## DATA SHOWN

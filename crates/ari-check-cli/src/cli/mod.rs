//! CLI argument parsing, settings resolution and the check run.

pub mod args;

use anyhow::{Context, Result};
use ari_check::{run_checks, AriClient, CheckRequest, Outcome, EXIT_FAULT, EXIT_VALID};
use args::Cli;
use clap::error::ErrorKind;
use clap::Parser;
use rand::rngs::OsRng;
use std::io::{self, Write};
use std::panic::{self, AssertUnwindSafe};
use std::path::PathBuf;
use std::time::Duration;
use tracing::{error, warn};
use tracing_subscriber::EnvFilter;

use crate::config::{
    Config, DEFAULT_BASE_DIR, DEFAULT_DIRECTORY_URL, DEFAULT_PERIOD_SECS, DEFAULT_TIMEOUT_SECS,
};
use crate::output::{self, OutputFormat};

/// Fully resolved settings for one run.
#[derive(Debug, Clone)]
pub struct Settings {
    /// What to check
    pub request: CheckRequest,
    /// HTTP request timeout
    pub timeout: Duration,
    /// User-Agent override
    pub user_agent: Option<String>,
    /// Verdict output format
    pub output: OutputFormat,
    /// Disable colors
    pub no_color: bool,
}

impl Settings {
    /// Merge command line (including environment) over the config file over
    /// built-in defaults.
    pub fn resolve(cli: &Cli, config: &Config) -> Result<Self> {
        let period_secs = cli
            .period_secs
            .or(config.period_secs)
            .unwrap_or(DEFAULT_PERIOD_SECS);
        let period = i64::try_from(period_secs)
            .ok()
            .and_then(chrono::Duration::try_seconds)
            .filter(|period| chrono::Utc::now().checked_add_signed(*period).is_some())
            .with_context(|| format!("period of {period_secs} seconds is out of range"))?;

        let timeout_secs = cli
            .timeout_secs
            .or(config.timeout_secs)
            .unwrap_or(DEFAULT_TIMEOUT_SECS);

        Ok(Self {
            request: CheckRequest {
                domains: cli.domains.clone(),
                base_dir: cli
                    .base_dir
                    .clone()
                    .or_else(|| config.base_dir.clone())
                    .unwrap_or_else(|| PathBuf::from(DEFAULT_BASE_DIR)),
                directory_url: cli
                    .directory_url
                    .clone()
                    .or_else(|| config.directory_url.clone())
                    .unwrap_or_else(|| DEFAULT_DIRECTORY_URL.to_string()),
                period,
            },
            timeout: Duration::from_secs(timeout_secs),
            user_agent: config.user_agent.clone(),
            output: cli.output.or(config.output_format).unwrap_or_default(),
            no_color: cli.no_color,
        })
    }
}

/// Run the CLI and return the process exit code.
///
/// Always yields one of the three contract codes: argument errors and
/// panics map to 255, `--help` and `--version` to 1.
pub fn run() -> u8 {
    let cli = match Cli::try_parse() {
        Ok(cli) => cli,
        Err(e) => return argument_error(&e),
    };

    init_tracing(cli.verbose);

    match panic::catch_unwind(AssertUnwindSafe(|| execute(&cli))) {
        Ok(code) => code,
        Err(_) => {
            error!("renewal check panicked");
            EXIT_FAULT
        }
    }
}

fn argument_error(e: &clap::Error) -> u8 {
    // Printing can only fail on a closed stdout/stderr; the exit code still holds.
    let _ = e.print();
    match e.kind() {
        ErrorKind::DisplayHelp | ErrorKind::DisplayVersion => EXIT_VALID,
        _ => EXIT_FAULT,
    }
}

fn init_tracing(verbose: u8) {
    let level = match verbose {
        0 => "warn",
        1 => "info",
        _ => "debug",
    };
    let _ = tracing_subscriber::fmt()
        .with_writer(io::stderr)
        .with_target(false)
        .with_env_filter(
            EnvFilter::try_from_default_env().unwrap_or_else(|_| EnvFilter::new(level)),
        )
        .try_init();
}

fn execute(cli: &Cli) -> u8 {
    let settings = match Config::load(cli.config.as_deref())
        .and_then(|config| Settings::resolve(cli, &config))
    {
        Ok(settings) => settings,
        Err(e) => {
            error!(error = %format!("{e:#}"), "invalid configuration");
            return EXIT_FAULT;
        }
    };

    let runtime = match tokio::runtime::Builder::new_current_thread()
        .enable_all()
        .build()
    {
        Ok(runtime) => runtime,
        Err(e) => {
            error!(error = %e, "failed to start async runtime");
            return EXIT_FAULT;
        }
    };

    let outcome = runtime.block_on(check(&settings));

    let domain = settings.request.domains.first().map_or("", String::as_str);
    let report = output::render(domain, &outcome, settings.output, settings.no_color);
    if let Err(e) = writeln!(io::stdout().lock(), "{report}") {
        warn!(error = %e, "failed to write verdict to stdout");
    }

    outcome.exit_code()
}

/// Build the HTTP client for this run only and run every check with it.
async fn check(settings: &Settings) -> Outcome {
    let mut builder = AriClient::builder().timeout(settings.timeout);
    if let Some(agent) = &settings.user_agent {
        builder = builder.user_agent(agent);
    }
    let client = match builder.build() {
        Ok(client) => client,
        Err(e) => return Outcome::Fault(e),
    };

    run_checks(&settings.request, &client, chrono::Utc::now(), &mut OsRng).await
}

## TASK BRIEF
Make an exact copy of every record in the listing.

## EXERCISE SOLUTION
filename crates/ari-check-cli/src/cli/mod.rs
//! CLI argument parsing, settings resolution and the check run.

pub mod args;

use anyhow::{Context, Result};
use ari_check::{run_checks, AriClient, CheckRequest, Outcome, EXIT_FAULT, EXIT_VALID};
use args::Cli;
use clap::error::ErrorKind;
use clap::Parser;
use rand::rngs::OsRng;
use std::io::{self, Write};
use std::panic::{self, AssertUnwindSafe};
use std::path::PathBuf;
use std::time::Duration;
use tracing::{error, warn};
use tracing_subscriber::EnvFilter;

use crate::config::{
    Config, DEFAULT_BASE_DIR, DEFAULT_DIRECTORY_URL, DEFAULT_PERIOD_SECS, DEFAULT_TIMEOUT_SECS,
};
use crate::output::{self, OutputFormat};

/// Fully resolved settings for one run.
#[derive(Debug, Clone)]
pub struct Settings {
    /// What to check
    pub request: CheckRequest,
    /// HTTP request timeout
    pub timeout: Duration,
    /// User-Agent override
    pub user_agent: Option<String>,
    /// Verdict output format
    pub output: OutputFormat,
    /// Disable colors
    pub no_color: bool,
}

impl Settings {
    /// Merge command line (including environment) over the config file over
    /// built-in defaults.
    pub fn resolve(cli: &Cli, config: &Config) -> Result<Self> {
        let period_secs = cli
            .period_secs
            .or(config.period_secs)
            .unwrap_or(DEFAULT_PERIOD_SECS);
        let period = i64::try_from(period_secs)
            .ok()
            .and_then(chrono::Duration::try_seconds)
            .filter(|period| chrono::Utc::now().checked_add_signed(*period).is_some())
            .with_context(|| format!("period of {period_secs} seconds is out of range"))?;

        let timeout_secs = cli
            .timeout_secs
            .or(config.timeout_secs)
            .unwrap_or(DEFAULT_TIMEOUT_SECS);

        Ok(Self {
            request: CheckRequest {
                domains: cli.domains.clone(),
                base_dir: cli
                    .base_dir
                    .clone()
                    .or_else(|| config.base_dir.clone())
                    .unwrap_or_else(|| PathBuf::from(DEFAULT_BASE_DIR)),
                directory_url: cli
                    .directory_url
                    .clone()
                    .or_else(|| config.directory_url.clone())
                    .unwrap_or_else(|| DEFAULT_DIRECTORY_URL.to_string()),
                period,
            },
            timeout: Duration::from_secs(timeout_secs),
            user_agent: config.user_agent.clone(),
            output: cli.output.or(config.output_format).unwrap_or_default(),
            no_color: cli.no_color,
        })
    }
}

/// Run the CLI and return the process exit code.
///
/// Always yields one of the three contract codes: argument errors and
/// panics map to 255, `--help` and `--version` to 1.
pub fn run() -> u8 {
    let cli = match Cli::try_parse() {
        Ok(cli) => cli,
        Err(e) => return argument_error(&e),
    };

    init_tracing(cli.verbose);

    match panic::catch_unwind(AssertUnwindSafe(|| execute(&cli))) {
        Ok(code) => code,
        Err(_) => {
            error!("renewal check panicked");
            EXIT_FAULT
        }
    }
}

fn argument_error(e: &clap::Error) -> u8 {
    // Printing can only fail on a closed stdout/stderr; the exit code still holds.
    let _ = e.print();
    match e.kind() {
        ErrorKind::DisplayHelp | ErrorKind::DisplayVersion => EXIT_VALID,
        _ => EXIT_FAULT,
    }
}

fn init_tracing(verbose: u8) {
    let level = match verbose {
        0 => "warn",
        1 => "info",
        _ => "debug",
    };
    let _ = tracing_subscriber::fmt()
        .with_writer(io::stderr)
        .with_target(false)
        .with_env_filter(
            EnvFilter::try_from_default_env().unwrap_or_else(|_| EnvFilter::new(level)),
        )
        .try_init();
}

fn execute(cli: &Cli) -> u8 {
    let settings = match Config::load(cli.config.as_deref())
        .and_then(|config| Settings::resolve(cli, &config))
    {
        Ok(settings) => settings,
        Err(e) => {
            error!(error = %format!("{e:#}"), "invalid configuration");
            return EXIT_FAULT;
        }
    };

    let runtime = match tokio::runtime::Builder::new_current_thread()
        .enable_all()
        .build()
    {
        Ok(runtime) => runtime,
        Err(e) => {
            error!(error = %e, "failed to start async runtime");
            return EXIT_FAULT;
        }
    };

    let outcome = runtime.block_on(check(&settings));

    let domain = settings.request.domains.first().map_or("", String::as_str);
    let report = output::render(domain, &outcome, settings.output, settings.no_color);
    if let Err(e) = writeln!(io::stdout().lock(), "{report}") {
        warn!(error = %e, "failed to write verdict to stdout");
    }

    outcome.exit_code()
}

/// Build the HTTP client for this run only and run every check with it.
async fn check(settings: &Settings) -> Outcome {
    let mut builder = AriClient::builder().timeout(settings.timeout);
    if let Some(agent) = &settings.user_agent {
        builder = builder.user_agent(agent);
    }
    let client = match builder.build() {
        Ok(client) => client,
        Err(e) => return Outcome::Fault(e),
    };

    run_checks(&settings.request, &client, chrono::Utc::now(), &mut OsRng).await
}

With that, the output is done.